Elevation of jugular venous superoxide anion radical is associated with early inflammation, oxidative stress, and endothelial injury in forebrain ischemia–reperfusion rats

详细信息    查看全文

• 作者：Hiromi Shinagawa Aki ; Motoki Fujita ; Susumu Yamashita ; Kenji Fujimoto ; Kazumi Kumagai ; Ryosuke Tsuruta ; Shunji Kasaoka ; Tetsuya Aoki ; Masahiro Nanba ; Hidenori Murata ; Makoto Yuasa ; Ikuro Maruyama ; Tsu
• 关键词：Forebrain ischemia ; Reperfusion ; Electrochemical sensor ; Superoxide anion radical ; Malondialdehyde ; High-mobility group box 1 (HMGB1) ; Intercellular adhesion molecule 1 (ICAM-1)
• 刊名：Brain Research
• 出版年：2009
• 出版时间：25 September 2009
• 年：2009
• 卷：1292
• 期：Complete
• 页码：180-190
• 全文大小：766 K

文摘

A novel electrochemical sensor was used in this study to determine the correlations between jugular venous O₂⁻ and HMGB1, malondialdehyde (MDA), and intercellular adhesion molecule-1 (ICAM-1) in rats with forebrain ischemia/reperfusion (FBI/R).
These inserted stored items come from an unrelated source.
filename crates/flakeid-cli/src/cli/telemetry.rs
//! Structured logging for the `flakeid` binary.
//!
//! Identifiers are written to stdout so they can be piped; every log line
//! goes to stderr. Filtering follows `RUST_LOG` and defaults to `info`. With
//! `RUST_LOG=flakeid=trace` the library's per-poll spans and clock warnings
//! become visible as well.

use tracing_subscriber::{EnvFilter, layer::SubscriberExt, util::SubscriberInitExt};

/// Installs the global `tracing` subscriber.
///
/// # Errors
///
/// Fails if a global subscriber has already been installed.
pub fn init_telemetry() -> anyhow::Result<()> {
    tracing_subscriber::registry()
        .with(EnvFilter::try_from_default_env().unwrap_or_else(|_| "info".into()))
        .with(
            tracing_subscriber::fmt::layer()
                .with_writer(std::io::stderr)
                .with_thread_ids(true)
                .with_target(false),
        )
        .try_init()?;
    Ok(())
}
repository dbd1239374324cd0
#[cfg(not(feature = "parking-lot"))]
pub use std::sync::{Mutex, MutexGuard, PoisonError};

#[cfg(feature = "parking-lot")]
pub use parking_lot::{Mutex, MutexGuard};
use core::time::Duration;
use std::{
    rc::Rc,
    sync::Arc,
    time::{SystemTime, UNIX_EPOCH},
};

use crate::error::{InvalidArgument, Result};

/// Default epoch: Tuesday, January 1, 2013 00:00:00 UTC
pub const DEFAULT_EPOCH: Duration = Duration::from_millis(1_356_998_400_000);

/// Twitter epoch: Thursday, November 4, 2010 1:42:54.657 UTC
pub const TWITTER_EPOCH: Duration = Duration::from_millis(1_288_834_974_657);

/// Discord epoch: Thursday, January 1, 2015 00:00:00 UTC
pub const DISCORD_EPOCH: Duration = Duration::from_millis(1_420_070_400_000);

/// A source of milliseconds elapsed since a configured epoch.
///
/// Implementations must never go backwards. Generators treat a reading below
/// the last issued tick as a stall and wait for the clock to catch up.
///
/// # Example
///
/// ```
/// use flakeid::TimeSource;
///
/// struct FixedTime;
/// impl TimeSource for FixedTime {
///     fn current_millis(&self) -> u64 {
///         1234
///     }
/// }
///
/// let time = FixedTime;
/// assert_eq!(time.current_millis(), 1234);
/// ```
pub trait TimeSource {
    /// Returns the current time in milliseconds since the configured epoch.
    fn current_millis(&self) -> u64;
}

impl<T: TimeSource + ?Sized> TimeSource for &T {
    fn current_millis(&self) -> u64 {
        (**self).current_millis()
    }
}

impl<T: TimeSource + ?Sized> TimeSource for Arc<T> {
    fn current_millis(&self) -> u64 {
        (**self).current_millis()
    }
}

impl<T: TimeSource + ?Sized> TimeSource for Rc<T> {
    fn current_millis(&self) -> u64 {
        (**self).current_millis()
    }
}

/// Milliseconds from `epoch` to now on the system clock.
///
/// # Errors
///
/// - [`InvalidArgument::ClockBeforeUnixEpoch`] if the system clock reads
///   before 1970.
/// - [`InvalidArgument::EpochInFuture`] if `epoch` lies after now.
pub(crate) fn millis_since(epoch: Duration) -> Result<u64> {
    let now = SystemTime::now()
        .duration_since(UNIX_EPOCH)
        .map_err(|_| InvalidArgument::ClockBeforeUnixEpoch)?;
    let elapsed = now
        .checked_sub(epoch)
        .ok_or(InvalidArgument::EpochInFuture {
            epoch_ms: epoch.as_millis(),
            now_ms: now.as_millis(),
        })?;
    Ok(saturating_millis(elapsed))
}

pub(crate) fn saturating_millis(duration: Duration) -> u64 {
    u64::try_from(duration.as_millis()).unwrap_or(u64::MAX)
}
Twenty-one male rats were divided into a Sham group, a hemorrhagic shock/reperfusion (HS/R) group, and a forebrain ischemia/reperfusion (FBI/R) group. The O₂⁻ sensor in the jugular vein detected the current derived from O₂⁻ generation (abbreviated as “O₂⁻ current”), which was integrated as the partial value of quantified electricity during ischemia (Q_I) and after reperfusion (Q_R). The plasma O₂⁻ current showed a gradual increase during forebrain ischemia in the HS/R and the FBI/R groups. The current showed a marked increase immediately after reperfusion and continued for more than 60 min in the FBI/R group. In the HS/R group, the current was gradually attenuated to the baseline level. Brain and plasma HMGB1 increased significantly in the FBI/R group compared with those in the Sham and the HS/R groups, and both brain and plasma HMGB1 correlated significantly with the sum of Q_I and Q_R (total Q). Brain and plasma MDA and plasma soluble ICAM-1 also correlated significantly with total Q. Here, we report the correlation between O₂⁻ and HMGB1, MDA, and sICAM-1 in rats with cerebral ischemia–reperfusion, using a novel electrochemical sensor. These data indicated that excessive production of O₂⁻ after ischemia–reperfusion was associated with early inflammation, oxidative stress, and endothelial activation in the brain and plasma, which might enhance the ischemia–reperfusion injury.